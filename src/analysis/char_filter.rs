//! Char filter implementations for text normalization.
//!
//! Char filters pre-process the text string before it is passed to the
//! tokenizer.
//!
//! # Available Filters
//!
//! - [`whitespace::WhitespaceCharFilter`] - Collapses whitespace runs and trims
//! - [`pattern_remove::PatternRemoveCharFilter`] - Removes every regex match
//!
//! # Examples
//!
//! ```
//! use narrative::analysis::char_filter::CharFilter;
//! use narrative::analysis::char_filter::whitespace::WhitespaceCharFilter;
//!
//! let filter = WhitespaceCharFilter::new();
//! assert_eq!(filter.filter("  hello \n\t world "), "hello world");
//! ```

/// Trait for character filters that transform text before tokenization.
pub trait CharFilter: Send + Sync {
    /// Apply this filter to the input text.
    fn filter(&self, input: &str) -> String;

    /// Get the name of this char filter.
    fn name(&self) -> &'static str;
}

pub mod pattern_remove;
pub mod whitespace;

pub use pattern_remove::PatternRemoveCharFilter;
pub use whitespace::WhitespaceCharFilter;
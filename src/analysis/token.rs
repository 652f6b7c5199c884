//! Token types and utilities for text analysis.
//!
//! A [`Token`] is the unit that flows between the tokenizer and the token
//! filters of the pipeline. Filters never mutate a token in place; each stage
//! consumes a [`TokenStream`] and produces a new one, preserving order.
//!
//! # Examples
//!
//! ```
//! use narrative::analysis::token::Token;
//!
//! let token = Token::with_offsets("world", 1, 6, 11);
//! assert_eq!(token.text, "world");
//! assert_eq!(token.position, 1);
//! assert_eq!(token.start_offset, 6);
//! ```

use std::fmt;

use serde::{Deserialize, Serialize};

/// A single unit of text after tokenization.
#[derive(Clone, Debug, PartialEq, Eq, Serialize, Deserialize)]
pub struct Token {
    /// The text content of the token
    pub text: String,

    /// The position of the token in the token stream (0-based)
    pub position: usize,

    /// The byte offset where this token starts in the tokenized text
    pub start_offset: usize,

    /// The byte offset where this token ends in the tokenized text
    pub end_offset: usize,
}

impl Token {
    /// Create a new token with the given text and position.
    pub fn new<S: Into<String>>(text: S, position: usize) -> Self {
        Token {
            text: text.into(),
            position,
            start_offset: 0,
            end_offset: 0,
        }
    }

    /// Create a new token with text, position, and byte offsets.
    pub fn with_offsets<S: Into<String>>(
        text: S,
        position: usize,
        start_offset: usize,
        end_offset: usize,
    ) -> Self {
        Token {
            text: text.into(),
            position,
            start_offset,
            end_offset,
        }
    }

    /// Get the length of the token text in bytes.
    pub fn len(&self) -> usize {
        self.text.len()
    }

    /// Check if the token is empty.
    pub fn is_empty(&self) -> bool {
        self.text.is_empty()
    }

    /// Clone this token with updated text.
    pub fn with_text<S: Into<String>>(&self, text: S) -> Self {
        let mut token = self.clone();
        token.text = text.into();
        token
    }
}

impl fmt::Display for Token {
    fn fmt(&self, f: &mut fmt::Formatter<'_>) -> fmt::Result {
        write!(f, "{}", self.text)
    }
}

/// A token stream represents a sequence of tokens from the analysis pipeline.
pub type TokenStream = Box<dyn Iterator<Item = Token>>;

/// Trait for types that can produce a token stream.
pub trait IntoTokenStream {
    /// Convert this type into a token stream.
    fn into_token_stream(self) -> TokenStream;
}

impl IntoTokenStream for Vec<Token> {
    fn into_token_stream(self) -> TokenStream {
        Box::new(self.into_iter())
    }
}

/// Join the text of every token with single spaces.
pub fn join_tokens<I>(tokens: I) -> String
where
    I: IntoIterator<Item = Token>,
{
    tokens
        .into_iter()
        .map(|token| token.text)
        .collect::<Vec<_>>()
        .join(" ")
}

#[cfg(test)]
mod tests {
    use super::*;

    #[test]
    fn test_token_creation() {
        let token = Token::new("hello", 0);
        assert_eq!(token.text, "hello");
        assert_eq!(token.position, 0);
        assert_eq!(token.start_offset, 0);
        assert_eq!(token.end_offset, 0);
        assert!(!token.is_empty());
    }

    #[test]
    fn test_with_text_keeps_position() {
        let token = Token::with_offsets("running", 3, 10, 17).with_text("run");
        assert_eq!(token.text, "run");
        assert_eq!(token.position, 3);
        assert_eq!(token.start_offset, 10);
    }

    #[test]
    fn test_token_display() {
        let token = Token::new("hello", 0);
        assert_eq!(format!("{token}"), "hello");
    }

    #[test]
    fn test_token_stream_and_join() {
        let tokens = vec![Token::new("hello", 0), Token::new("world", 1)];
        let stream = tokens.into_token_stream();
        assert_eq!(join_tokens(stream), "hello world");
        assert_eq!(join_tokens(Vec::new()), "");
    }
}
//! Non-negative matrix factorization with multiplicative updates.

use log::debug;
use rand::prelude::*;

use super::TopicModel;
use super::vectorizer::DocumentTermMatrix;

const DIVISION_EPSILON: f64 = 1e-10;
const CONVERGENCE_TOL: f64 = 1e-4;

/// Factorizes `X ≈ W H` under the Frobenius norm; `H` holds the topics.
#[derive(Clone, Debug)]
pub struct NonNegativeMatrixFactorization {
    n_components: usize,
    max_iter: usize,
    seed: u64,
}

impl NonNegativeMatrixFactorization {
    pub fn new(n_components: usize) -> Self {
        NonNegativeMatrixFactorization {
            n_components,
            max_iter: 200,
            seed: 0,
        }
    }

    pub fn with_max_iter(mut self, max_iter: usize) -> Self {
        self.max_iter = max_iter;
        self
    }

    pub fn with_seed(mut self, seed: u64) -> Self {
        self.seed = seed;
        self
    }

    /// Return the fitted `(W, H)` pair.
    fn factorize(&self, matrix: &DocumentTermMatrix) -> (Vec<Vec<f64>>, Vec<Vec<f64>>) {
        let k = self.n_components;
        let v = matrix.n_terms();
        let n = matrix.n_documents();
        if k == 0 || v == 0 || n == 0 {
            return (vec![Vec::new(); n], vec![Vec::new(); k]);
        }
        let x = &matrix.counts;

        let mean = x.iter().flatten().sum::<f64>() / (n * v) as f64;
        let scale = (mean / k as f64).sqrt();
        let mut rng = StdRng::seed_from_u64(self.seed);
        let mut w: Vec<Vec<f64>> = (0..n)
            .map(|_| (0..k).map(|_| scale * rng.random_range(0.0..1.0)).collect())
            .collect();
        let mut h: Vec<Vec<f64>> = (0..k)
            .map(|_| (0..v).map(|_| scale * rng.random_range(0.0..1.0)).collect())
            .collect();

        let mut previous_error = reconstruction_error(x, &w, &h);
        for iteration in 0..self.max_iter {
            // H <- H * (W^T X) / (W^T W H)
            let wtx = mat_mul(&transpose(&w), x);
            let wtwh = mat_mul(&mat_mul(&transpose(&w), &w), &h);
            for t in 0..k {
                for j in 0..v {
                    h[t][j] *= wtx[t][j] / (wtwh[t][j] + DIVISION_EPSILON);
                }
            }

            // W <- W * (X H^T) / (W H H^T)
            let ht = transpose(&h);
            let xht = mat_mul(x, &ht);
            let whht = mat_mul(&w, &mat_mul(&h, &ht));
            for i in 0..n {
                for t in 0..k {
                    w[i][t] *= xht[i][t] / (whht[i][t] + DIVISION_EPSILON);
                }
            }

            let error = reconstruction_error(x, &w, &h);
            if previous_error > 0.0 && (previous_error - error) / previous_error < CONVERGENCE_TOL {
                debug!("nmf converged after {} iterations", iteration + 1);
                break;
            }
            previous_error = error;
        }

        (w, h)
    }
}

impl TopicModel for NonNegativeMatrixFactorization {
    fn fit(&self, matrix: &DocumentTermMatrix) -> Vec<Vec<f64>> {
        self.factorize(matrix).1
    }

    fn name(&self) -> &'static str {
        "nmf"
    }
}

fn transpose(m: &[Vec<f64>]) -> Vec<Vec<f64>> {
    let cols = m.first().map_or(0, Vec::len);
    (0..cols).map(|j| m.iter().map(|row| row[j]).collect()).collect()
}

fn mat_mul(a: &[Vec<f64>], b: &[Vec<f64>]) -> Vec<Vec<f64>> {
    let cols = b.first().map_or(0, Vec::len);
    a.iter()
        .map(|row| {
            let mut out = vec![0.0; cols];
            for (l, &a_il) in row.iter().enumerate() {
                for (j, &b_lj) in b[l].iter().enumerate() {
                    out[j] += a_il * b_lj;
                }
            }
            out
        })
        .collect()
}

fn reconstruction_error(x: &[Vec<f64>], w: &[Vec<f64>], h: &[Vec<f64>]) -> f64 {
    let wh = mat_mul(w, h);
    x.iter()
        .zip(&wh)
        .flat_map(|(xr, wr)| xr.iter().zip(wr).map(|(a, b)| (a - b) * (a - b)))
        .sum::<f64>()
        .sqrt()
}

##############################

_Task brief_
After locating the line with "let mut h: Vec<Vec<f64>> = (0..k)" in the material above, return it and each line after it exactly, ending at the line with "h[t][j] *= wtx[t][j]".

_Answer to the exercise_
        let mut h: Vec<Vec<f64>> = (0..k)
            .map(|_| (0..v).map(|_| scale * rng.random_range(0.0..1.0)).collect())
            .collect();

        let mut previous_error = reconstruction_error(x, &w, &h);
        for iteration in 0..self.max_iter {
            // H <- H * (W^T X) / (W^T W H)
            let wtx = mat_mul(&transpose(&w), x);
            let wtwh = mat_mul(&mat_mul(&transpose(&w), &w), &h);
            for t in 0..k {
                for j in 0..v {
                    h[t][j] *= wtx[t][j] / (wtwh[t][j] + DIVISION_EPSILON);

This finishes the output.